The joint is loaded with the cream of Atlantic City, all those people who have heard about Martin and Lewis but wouldn’t go to Missouri Avenue to see them. This is an audience that waits until you come to them, and nothing has changed over all the years. The venue doesn’t matter; these people lurk around show business because it’s the thing to do. Not to enjoy themselves, but to see and be seen. It’s like owning a twenty-carat diamond ring and hating the weight of it, but loving people to look.

Well, we had them all that night. They’re so stiff, they have to be propped up in their seats. The average age is deceased.... (That’s where the joke comes from—either the Turf Club or West Palm Beach, take your pick.)

Dean and I have no idea what has hit us.
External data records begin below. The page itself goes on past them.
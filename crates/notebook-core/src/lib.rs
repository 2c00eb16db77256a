//! Business logic and repository trait definitions for Open Notebook.
//!
//! This crate defines the "ports" (repository traits) that the infrastructure
//! layer implements. It depends only on `notebook-types` -- never on
//! `notebook-infra` or any database/IO crate.

pub mod chat;
pub mod repository;
pub mod service;
// ---------------------------------------------------------------------------
// ChatRepository implementation
// ---------------------------------------------------------------------------

impl ChatRepository for SqliteChatRepository {
    async fn create_session(&self, session: &ChatSession) -> Result<ChatSession, RepositoryError> {
        sqlx::query(
            r#"INSERT INTO chat_sessions (id, notebook_id, title, created_at, updated_at)
               VALUES (?, ?, ?, ?, ?)"#,
        )
        .bind(session.id.to_string())
        .bind(session.notebook_id.to_string())
        .bind(&session.title)
        .bind(format_datetime(&session.created_at))
        .bind(format_datetime(&session.updated_at))
        .execute(&self.pool.writer)
        .await
        .map_err(map_sqlx_err)?;

        Ok(session.clone())
    }

    async fn get_session(&self, session_id: &Uuid) -> Result<Option<ChatSession>, RepositoryError> {
        let row = sqlx::query("SELECT * FROM chat_sessions WHERE id = ?")
            .bind(session_id.to_string())
            .fetch_optional(&self.pool.reader)
            .await
            .map_err(map_sqlx_err)?;

        match row {
            Some(row) => {
                let session_row = ChatSessionRow::from_row(&row)
                    .map_err(|e| RepositoryError::Query(e.to_string()))?;
                Ok(Some(session_row.into_session()?))
            }
            None => Ok(None),
        }
    }

    async fn list_sessions(
        &self,
        notebook_id: &Uuid,
        limit: Option<i64>,
        offset: Option<i64>,
    ) -> Result<Vec<ChatSession>, RepositoryError> {
        let mut sql =
            String::from("SELECT * FROM chat_sessions WHERE notebook_id = ? ORDER BY updated_at DESC");

        if let Some(limit) = limit {
            sql.push_str(&format!(" LIMIT {limit}"));
        }
        if let Some(offset) = offset {
            sql.push_str(&format!(" OFFSET {offset}"));
        }

        let rows = sqlx::query(&sql)
            .bind(notebook_id.to_string())
            .fetch_all(&self.pool.reader)
            .await
            .map_err(map_sqlx_err)?;

        let mut sessions = Vec::with_capacity(rows.len());
        for row in &rows {
            let session_row =
                ChatSessionRow::from_row(row).map_err(|e| RepositoryError::Query(e.to_string()))?;
            sessions.push(session_row.into_session()?);
        }

        Ok(sessions)
    }

    async fn update_session(&self, session: &ChatSession) -> Result<(), RepositoryError> {
        let result = sqlx::query(
            r#"UPDATE chat_sessions SET title = ?, updated_at = ? WHERE id = ?"#,
        )
        .bind(&session.title)
        .bind(format_datetime(&session.updated_at))
        .bind(session.id.to_string())
        .execute(&self.pool.writer)
        .await
        .map_err(map_sqlx_err)?;

        if result.rows_affected() == 0 {
            return Err(RepositoryError::NotFound);
        }

        Ok(())
    }

    async fn delete_session(&self, session_id: &Uuid) -> Result<(), RepositoryError> {
        // Messages go with the session via ON DELETE CASCADE, inside the
        // same implicit transaction as the parent delete.
        let result = sqlx::query("DELETE FROM chat_sessions WHERE id = ?")
            .bind(session_id.to_string())
            .execute(&self.pool.writer)
            .await
            .map_err(map_sqlx_err)?;

        if result.rows_affected() == 0 {
            return Err(RepositoryError::NotFound);
        }

        Ok(())
    }

    async fn save_message(&self, message: &NewChatMessage) -> Result<ChatMessage, RepositoryError> {
        let row = sqlx::query(
            r#"INSERT INTO chat_messages (id, session_id, seq, role, mode, content, created_at)
               VALUES (?, ?, (SELECT COALESCE(MAX(seq) + 1, 0) FROM chat_messages WHERE session_id = ?), ?, ?, ?, ?)
               RETURNING seq"#,
        )
        .bind(message.id.to_string())
        .bind(message.session_id.to_string())
        .bind(message.session_id.to_string())
        .bind(message.role.to_string())
        .bind(message.mode.to_string())
        .bind(&message.content)
        .bind(format_datetime(&message.created_at))
        .fetch_one(&self.pool.writer)
        .await
        .map_err(map_sqlx_err)?;

        let seq: i64 = row
            .try_get("seq")
            .map_err(|e| RepositoryError::Query(e.to_string()))?;

        Ok(message.clone().with_seq(seq as u32))
    }

    async fn get_message(&self, message_id: &Uuid) -> Result<Option<ChatMessage>, RepositoryError> {
        let row = sqlx::query("SELECT * FROM chat_messages WHERE id = ?")
            .bind(message_id.to_string())
            .fetch_optional(&self.pool.reader)
            .await
            .map_err(map_sqlx_err)?;

        match row {
            Some(row) => {
                let msg_row = ChatMessageRow::from_row(&row)
                    .map_err(|e| RepositoryError::Query(e.to_string()))?;
                Ok(Some(msg_row.into_message()?))
            }
            None => Ok(None),
        }
    }

    async fn get_messages(
        &self,
        session_id: &Uuid,
        limit: Option<i64>,
        offset: Option<i64>,
    ) -> Result<Vec<ChatMessage>, RepositoryError> {
        let mut sql =
            String::from("SELECT * FROM chat_messages WHERE session_id = ? ORDER BY seq ASC");

        if let Some(limit) = limit {
            sql.push_str(&format!(" LIMIT {limit}"));
        }
        if let Some(offset) = offset {
            sql.push_str(&format!(" OFFSET {offset}"));
        }

        let rows = sqlx::query(&sql)
            .bind(session_id.to_string())
            .fetch_all(&self.pool.reader)
            .await
            .map_err(map_sqlx_err)?;

        let mut messages = Vec::with_capacity(rows.len());
        for row in &rows {
            let msg_row =
                ChatMessageRow::from_row(row).map_err(|e| RepositoryError::Query(e.to_string()))?;
            messages.push(msg_row.into_message()?);
        }

        Ok(messages)
    }

    async fn delete_message(&self, message_id: &Uuid) -> Result<(), RepositoryError> {
        let result = sqlx::query("DELETE FROM chat_messages WHERE id = ?")
            .bind(message_id.to_string())
            .execute(&self.pool.writer)
            .await
            .map_err(map_sqlx_err)?;

        if result.rows_affected() == 0 {
            return Err(RepositoryError::NotFound);
        }

        Ok(())
    }

    async fn count_sessions(&self) -> Result<u64, RepositoryError> {
        let row = sqlx::query("SELECT COUNT(*) as cnt FROM chat_sessions")
            .fetch_one(&self.pool.reader)
            .await
            .map_err(map_sqlx_err)?;

        let count: i64 = row
            .try_get("cnt")
            .map_err(|e| RepositoryError::Query(e.to_string()))?;

        Ok(count as u64)
    }

    async fn count_messages(&self) -> Result<u64, RepositoryError> {
        let row = sqlx::query("SELECT COUNT(*) as cnt FROM chat_messages")
            .fetch_one(&self.pool.reader)
            .await
            .map_err(map_sqlx_err)?;

        let count: i64 = row
            .try_get("cnt")
            .map_err(|e| RepositoryError::Query(e.to_string()))?;

        Ok(count as u64)
    }
}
All you hear is a cricket when there should be applause. Dean sings his little heart out, and they talk through his songs. They watch me a little because I remind them of their grandkids, but they hardly laugh. For about an hour and a quarter we struggle. This isn’t worth twenty-five thousand, let alone twenty-five hundred.

As we’re sitting in our dressing room after the first show, a lightbulb goes on over my head. “There’s nothing in our agreement that stipulates how much time we do,” the Jew tells the Italian. “Let’s get even, and they’ll never know the difference.”
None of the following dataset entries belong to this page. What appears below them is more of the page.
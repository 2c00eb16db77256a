//! Open Notebook CLI and REST API entry point.
//!
//! Binary name: `onb`
//!
//! Parses CLI arguments, initializes database and services, then dispatches
//! to the appropriate command handler or starts the REST API server.

mod cli;
mod http;
mod state;

use clap::Parser;
use clap_complete::generate;
use tracing_subscriber::EnvFilter;

use cli::{Cli, Commands, CreateResource, DeleteResource, ListResource};
use state::AppState;

#[tokio::main]
async fn main() -> anyhow::Result<()> {
    let cli = Cli::parse();

    // The serve command with --otel installs the OTel-bridged subscriber;
    // everything else gets verbosity-based fmt logging.
    if let Commands::Serve { otel: true, .. } = &cli.command {
        notebook_observe::tracing_setup::init_tracing(true)
            .map_err(|e| anyhow::anyhow!("failed to initialize tracing: {e}"))?;
    } else {
        let filter = match cli.verbose {
            0 if cli.quiet => "error",
            0 => "warn",
            1 => "info,notebook=debug",
            _ => "trace",
        };

        tracing_subscriber::fmt()
            .with_env_filter(EnvFilter::new(filter))
            .with_target(false)
            .init();
    }

    // Shell completions don't need app state
    if let Commands::Completions { shell } = &cli.command {
        let mut cmd = <Cli as clap::CommandFactory>::command();
        generate(*shell, &mut cmd, "onb", &mut std::io::stdout());
        return Ok(());
    }

    // Initialize application state (DB, services)
    let state = AppState::init().await?;

    match cli.command {
        Commands::Create { resource } => match resource {
            CreateResource::Notebook { name, description } => {
                cli::notebook::create_notebook(&state, name, description, cli.json).await?;
            }
        },

        Commands::List { resource } => match resource {
            ListResource::Notebooks { all } => {
                cli::notebook::list_notebooks(&state, all, cli.json).await?;
            }
        },

        Commands::Show { id } => {
            cli::notebook::show_notebook(&state, &id, cli.json).await?;
        }

        Commands::Delete { resource } => match resource {
            DeleteResource::Notebook { id, force } => {
                cli::notebook::delete_notebook(&state, &id, force, cli.json).await?;
            }
        },

        Commands::Status => {
            cli::status::status(&state, cli.json).await?;
        }

        Commands::Serve { port, host, otel } => {
            let host = host.unwrap_or_else(|| state.config.server.host.clone());
            let port = port.unwrap_or(state.config.server.port);

            let addr = format!("{host}:{port}");
            let listener = tokio::net::TcpListener::bind(&addr).await?;

            println!(
                "  {} Open Notebook API listening on {}",
                console::style("⚡").bold(),
                console::style(format!("http://{addr}")).cyan()
            );
            println!("  {}", console::style("Press Ctrl+C to stop").dim());

            let router = http::router::build_router(state);

            axum::serve(listener, router)
                .with_graceful_shutdown(shutdown_signal())
                .await?;

            if otel {
                notebook_observe::tracing_setup::shutdown_tracing();
            }

            println!("\n  Server stopped.");
        }

        Commands::Completions { .. } => unreachable!("handled above"),
    }

    Ok(())
}

/// Wait for Ctrl+C or SIGTERM for graceful shutdown.
async fn shutdown_signal() {
    let ctrl_c = async {
        tokio::signal::ctrl_c()
            .await
            .expect("failed to install Ctrl+C handler");
    };

    #[cfg(unix)]
    let terminate = async {
        tokio::signal::unix::signal(tokio::signal::unix::SignalKind::terminate())
            .expect("failed to install SIGTERM handler")
            .recv()
            .await;
    };

    #[cfg(not(unix))]
    let terminate = std::future::pending::<()>();

    tokio::select! {
        _ = ctrl_c => {},
        _ = terminate => {},
    }
}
We go out there, Dean does two songs, I start our bits rolling back and forth, and before you know it—we’ve been on about thirty-five minutes—we close the show with a song and get off.

And the audience is ecstatic, because they’re so old, they can’t wait to go home and go to sleep. And the big boys are even happier, because while the show is on, nobody gambles!
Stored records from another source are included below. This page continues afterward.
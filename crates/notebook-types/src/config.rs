//! Global configuration types for Open Notebook.
//!
//! `GlobalConfig` represents the top-level `config.toml` that controls
//! the HTTP server binding. All fields have sensible defaults so a
//! missing or empty file is valid.

use serde::{Deserialize, Serialize};

/// Top-level configuration, loaded from `{data_dir}/config.toml`.
#[derive(Debug, Clone, Default, Serialize, Deserialize)]
pub struct GlobalConfig {
    #[serde(default)]
    pub server: ServerConfig,
}

/// HTTP server binding configuration.
#[derive(Debug, Clone, Serialize, Deserialize)]
pub struct ServerConfig {
    /// Interface to bind (default 127.0.0.1).
    #[serde(default = "default_host")]
    pub host: String,

    /// TCP port (default 5055).
    #[serde(default = "default_port")]
    pub port: u16,
}

fn default_host() -> String {
    "127.0.0.1".to_string()
}

fn default_port() -> u16 {
    5055
}

impl Default for ServerConfig {
    fn default() -> Self {
        Self {
            host: default_host(),
            port: default_port(),
        }
    }
}

#[cfg(test)]
mod tests {
    use super::*;

    #[test]
    fn test_global_config_default_values() {
        let config = GlobalConfig::default();
        assert_eq!(config.server.host, "127.0.0.1");
        assert_eq!(config.server.port, 5055);
    }

    #[test]
    fn test_global_config_deserialize_empty() {
        let config: GlobalConfig = toml::from_str("").unwrap();
        assert_eq!(config.server.port, 5055);
    }

    #[test]
    fn test_global_config_deserialize_partial() {
        let toml_str = r#"
[server]
port = 8080
"#;
        let config: GlobalConfig = toml::from_str(toml_str).unwrap();
        assert_eq!(config.server.host, "127.0.0.1");
        assert_eq!(config.server.port, 8080);
    }

    #[test]
    fn test_global_config_serde_roundtrip() {
        let config = GlobalConfig {
            server: ServerConfig {
                host: "0.0.0.0".to_string(),
                port: 9000,
            },
        };
        let json = serde_json::to_string(&config).unwrap();
        let parsed: GlobalConfig = serde_json::from_str(&json).unwrap();
        assert_eq!(parsed.server.host, "0.0.0.0");
        assert_eq!(parsed.server.port, 9000);
    }
}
The saddest thing in life is that the good times, no matter how good and no matter how long they last, always come to an end. And so my thoughts return to the winter of 1955–56, when Dean and I shot
Pardners
, in Phoenix, where the weather was almost as miserable as our relationship.

Silence. Coldness. And the worst thing for me: dishonesty. When things were good with my partner, what we had was Truth. When we were clicking on all cylinders, the joy and the wildness—the very things that really got to people—came straight from our hearts. People knew it and could feel it, which sent them to our movies—where, even in the best of conditions, the joy and wildness got freeze-dried. Between the script, makeup, setups, lighting, and multiple takes, the spontaneity (which was the essence of our work) tended to wither.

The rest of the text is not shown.